--- THE DATA Enclosed Below ---

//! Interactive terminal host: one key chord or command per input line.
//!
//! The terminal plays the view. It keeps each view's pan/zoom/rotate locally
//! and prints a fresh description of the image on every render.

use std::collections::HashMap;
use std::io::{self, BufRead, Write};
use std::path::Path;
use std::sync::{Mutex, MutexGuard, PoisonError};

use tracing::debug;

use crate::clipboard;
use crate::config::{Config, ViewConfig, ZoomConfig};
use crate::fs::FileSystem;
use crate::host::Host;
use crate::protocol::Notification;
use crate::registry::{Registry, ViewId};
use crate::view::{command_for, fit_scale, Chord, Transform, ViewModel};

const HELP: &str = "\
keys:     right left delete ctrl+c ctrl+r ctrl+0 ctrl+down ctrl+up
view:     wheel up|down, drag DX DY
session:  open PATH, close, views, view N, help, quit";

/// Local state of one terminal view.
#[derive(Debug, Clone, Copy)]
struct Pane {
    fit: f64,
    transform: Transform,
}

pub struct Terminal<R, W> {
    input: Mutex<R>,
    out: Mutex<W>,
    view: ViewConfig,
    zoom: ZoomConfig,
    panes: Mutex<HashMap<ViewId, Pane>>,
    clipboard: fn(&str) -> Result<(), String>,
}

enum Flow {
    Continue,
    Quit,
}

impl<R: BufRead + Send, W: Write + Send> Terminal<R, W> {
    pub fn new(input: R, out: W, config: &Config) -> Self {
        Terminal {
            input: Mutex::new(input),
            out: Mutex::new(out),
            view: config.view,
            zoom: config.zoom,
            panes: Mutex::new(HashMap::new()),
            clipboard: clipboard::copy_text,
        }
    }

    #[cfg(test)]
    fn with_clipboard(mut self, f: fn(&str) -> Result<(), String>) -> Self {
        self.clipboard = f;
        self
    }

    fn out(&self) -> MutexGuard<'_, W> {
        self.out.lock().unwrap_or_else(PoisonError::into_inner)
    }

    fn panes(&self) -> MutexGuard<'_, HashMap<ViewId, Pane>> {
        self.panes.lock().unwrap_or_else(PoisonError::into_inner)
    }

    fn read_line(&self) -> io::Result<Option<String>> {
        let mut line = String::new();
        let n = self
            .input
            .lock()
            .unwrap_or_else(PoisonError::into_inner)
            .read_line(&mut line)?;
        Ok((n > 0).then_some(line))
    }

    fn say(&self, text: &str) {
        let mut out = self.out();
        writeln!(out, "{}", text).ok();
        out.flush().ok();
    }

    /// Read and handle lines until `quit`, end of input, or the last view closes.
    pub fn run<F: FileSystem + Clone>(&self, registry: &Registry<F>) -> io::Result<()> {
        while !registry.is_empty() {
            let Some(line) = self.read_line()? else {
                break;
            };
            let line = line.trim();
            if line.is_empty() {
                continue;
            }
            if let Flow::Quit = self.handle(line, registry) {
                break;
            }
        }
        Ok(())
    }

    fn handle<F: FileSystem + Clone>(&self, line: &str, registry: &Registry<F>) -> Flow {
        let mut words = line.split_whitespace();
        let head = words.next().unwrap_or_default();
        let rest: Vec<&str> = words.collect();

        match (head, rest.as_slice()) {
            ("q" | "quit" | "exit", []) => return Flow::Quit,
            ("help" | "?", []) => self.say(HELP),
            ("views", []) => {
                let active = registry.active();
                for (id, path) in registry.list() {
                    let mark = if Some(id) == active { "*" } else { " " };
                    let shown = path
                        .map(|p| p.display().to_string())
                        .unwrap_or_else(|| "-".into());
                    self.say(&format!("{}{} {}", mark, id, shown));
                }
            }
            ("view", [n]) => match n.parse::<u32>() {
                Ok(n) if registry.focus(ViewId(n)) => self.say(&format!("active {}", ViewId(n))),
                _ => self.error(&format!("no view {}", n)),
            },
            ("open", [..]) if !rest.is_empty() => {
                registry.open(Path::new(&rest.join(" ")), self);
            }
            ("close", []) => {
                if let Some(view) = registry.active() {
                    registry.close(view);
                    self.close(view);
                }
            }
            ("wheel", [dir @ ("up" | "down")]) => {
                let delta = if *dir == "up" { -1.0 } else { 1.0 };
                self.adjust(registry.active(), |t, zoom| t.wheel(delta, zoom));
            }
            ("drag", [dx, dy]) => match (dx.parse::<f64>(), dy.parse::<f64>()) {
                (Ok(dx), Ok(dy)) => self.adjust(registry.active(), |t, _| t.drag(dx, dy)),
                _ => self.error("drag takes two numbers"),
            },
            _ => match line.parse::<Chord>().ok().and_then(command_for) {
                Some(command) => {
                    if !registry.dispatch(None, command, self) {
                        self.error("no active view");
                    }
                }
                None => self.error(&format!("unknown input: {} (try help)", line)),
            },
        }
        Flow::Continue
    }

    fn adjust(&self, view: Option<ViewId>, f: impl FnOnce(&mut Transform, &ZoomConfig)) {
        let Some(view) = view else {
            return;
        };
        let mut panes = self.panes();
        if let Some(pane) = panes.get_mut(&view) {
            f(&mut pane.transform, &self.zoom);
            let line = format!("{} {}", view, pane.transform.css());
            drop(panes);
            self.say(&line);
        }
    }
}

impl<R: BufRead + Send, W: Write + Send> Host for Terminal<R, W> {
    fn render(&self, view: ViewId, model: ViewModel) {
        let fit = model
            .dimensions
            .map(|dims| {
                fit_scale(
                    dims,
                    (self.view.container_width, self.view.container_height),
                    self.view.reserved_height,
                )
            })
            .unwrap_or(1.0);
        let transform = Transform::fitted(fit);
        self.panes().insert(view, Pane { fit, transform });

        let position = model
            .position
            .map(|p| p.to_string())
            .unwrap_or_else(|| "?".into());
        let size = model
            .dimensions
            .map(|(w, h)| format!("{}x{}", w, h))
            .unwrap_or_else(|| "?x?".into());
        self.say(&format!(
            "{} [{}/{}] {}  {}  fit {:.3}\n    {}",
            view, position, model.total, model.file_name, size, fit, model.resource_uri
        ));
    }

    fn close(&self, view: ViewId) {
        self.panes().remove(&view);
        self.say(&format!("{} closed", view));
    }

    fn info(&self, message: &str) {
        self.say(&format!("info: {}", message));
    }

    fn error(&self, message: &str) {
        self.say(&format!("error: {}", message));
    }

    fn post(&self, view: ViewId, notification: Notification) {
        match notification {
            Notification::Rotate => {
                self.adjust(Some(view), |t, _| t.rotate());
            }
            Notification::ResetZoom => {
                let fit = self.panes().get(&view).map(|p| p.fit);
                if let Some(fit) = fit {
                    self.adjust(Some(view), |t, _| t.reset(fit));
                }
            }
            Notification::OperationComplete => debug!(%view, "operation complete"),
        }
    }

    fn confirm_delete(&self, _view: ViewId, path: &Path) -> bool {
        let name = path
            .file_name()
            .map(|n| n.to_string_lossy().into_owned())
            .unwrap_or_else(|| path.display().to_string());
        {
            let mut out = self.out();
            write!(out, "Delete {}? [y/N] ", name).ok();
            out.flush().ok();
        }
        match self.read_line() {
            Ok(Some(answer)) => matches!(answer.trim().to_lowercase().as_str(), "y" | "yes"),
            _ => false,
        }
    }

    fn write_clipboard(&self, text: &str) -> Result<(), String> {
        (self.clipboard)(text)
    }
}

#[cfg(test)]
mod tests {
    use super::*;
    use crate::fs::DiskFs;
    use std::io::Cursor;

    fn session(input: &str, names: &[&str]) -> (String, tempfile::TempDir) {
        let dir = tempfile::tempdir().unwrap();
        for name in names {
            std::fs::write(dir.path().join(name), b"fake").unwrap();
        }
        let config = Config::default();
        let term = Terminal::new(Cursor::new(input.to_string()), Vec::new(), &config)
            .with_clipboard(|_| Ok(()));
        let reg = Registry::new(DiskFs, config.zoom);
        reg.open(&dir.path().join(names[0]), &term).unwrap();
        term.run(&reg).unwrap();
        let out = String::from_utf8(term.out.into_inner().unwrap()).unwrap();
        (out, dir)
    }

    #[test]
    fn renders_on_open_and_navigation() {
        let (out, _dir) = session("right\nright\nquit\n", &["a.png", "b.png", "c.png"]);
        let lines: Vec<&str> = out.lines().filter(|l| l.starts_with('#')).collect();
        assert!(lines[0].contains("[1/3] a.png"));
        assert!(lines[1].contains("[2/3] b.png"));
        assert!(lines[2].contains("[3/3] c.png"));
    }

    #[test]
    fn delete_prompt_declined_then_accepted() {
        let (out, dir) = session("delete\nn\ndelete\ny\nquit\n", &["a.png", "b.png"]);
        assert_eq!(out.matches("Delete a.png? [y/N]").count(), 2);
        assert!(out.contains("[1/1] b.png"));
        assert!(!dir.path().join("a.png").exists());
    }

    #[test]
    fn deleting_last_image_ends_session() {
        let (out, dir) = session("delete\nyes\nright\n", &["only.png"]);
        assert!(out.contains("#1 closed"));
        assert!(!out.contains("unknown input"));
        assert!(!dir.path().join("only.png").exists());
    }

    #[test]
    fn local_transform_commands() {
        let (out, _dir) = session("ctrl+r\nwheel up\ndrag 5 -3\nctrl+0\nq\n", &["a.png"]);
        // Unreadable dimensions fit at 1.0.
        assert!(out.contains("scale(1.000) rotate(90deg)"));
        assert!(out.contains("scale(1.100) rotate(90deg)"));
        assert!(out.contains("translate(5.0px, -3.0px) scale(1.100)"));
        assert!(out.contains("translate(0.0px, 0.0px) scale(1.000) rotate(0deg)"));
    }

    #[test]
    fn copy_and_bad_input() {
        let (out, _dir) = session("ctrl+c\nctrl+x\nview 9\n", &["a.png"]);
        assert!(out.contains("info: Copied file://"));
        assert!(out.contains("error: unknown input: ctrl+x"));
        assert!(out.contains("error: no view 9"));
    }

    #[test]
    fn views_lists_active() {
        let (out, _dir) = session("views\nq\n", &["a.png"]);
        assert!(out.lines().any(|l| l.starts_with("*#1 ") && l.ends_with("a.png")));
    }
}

--- End of Enclosed THE DATA ---

- **EXERCISE DESCRIPTION**
The entries above hold a line with "let name = path" and a later line with "use super::*;". Write out exactly those lines and all lines between, nothing more.

- **RESPONSE AREA**
        let name = path
            .file_name()
            .map(|n| n.to_string_lossy().into_owned())
            .unwrap_or_else(|| path.display().to_string());
        {
            let mut out = self.out();
            write!(out, "Delete {}? [y/N] ", name).ok();
            out.flush().ok();
        }
        match self.read_line() {
            Ok(Some(answer)) => matches!(answer.trim().to_lowercase().as_str(), "y" | "yes"),
            _ => false,
        }
    }

    fn write_clipboard(&self, text: &str) -> Result<(), String> {
        (self.clipboard)(text)
    }
}

#[cfg(test)]
mod tests {
    use super::*;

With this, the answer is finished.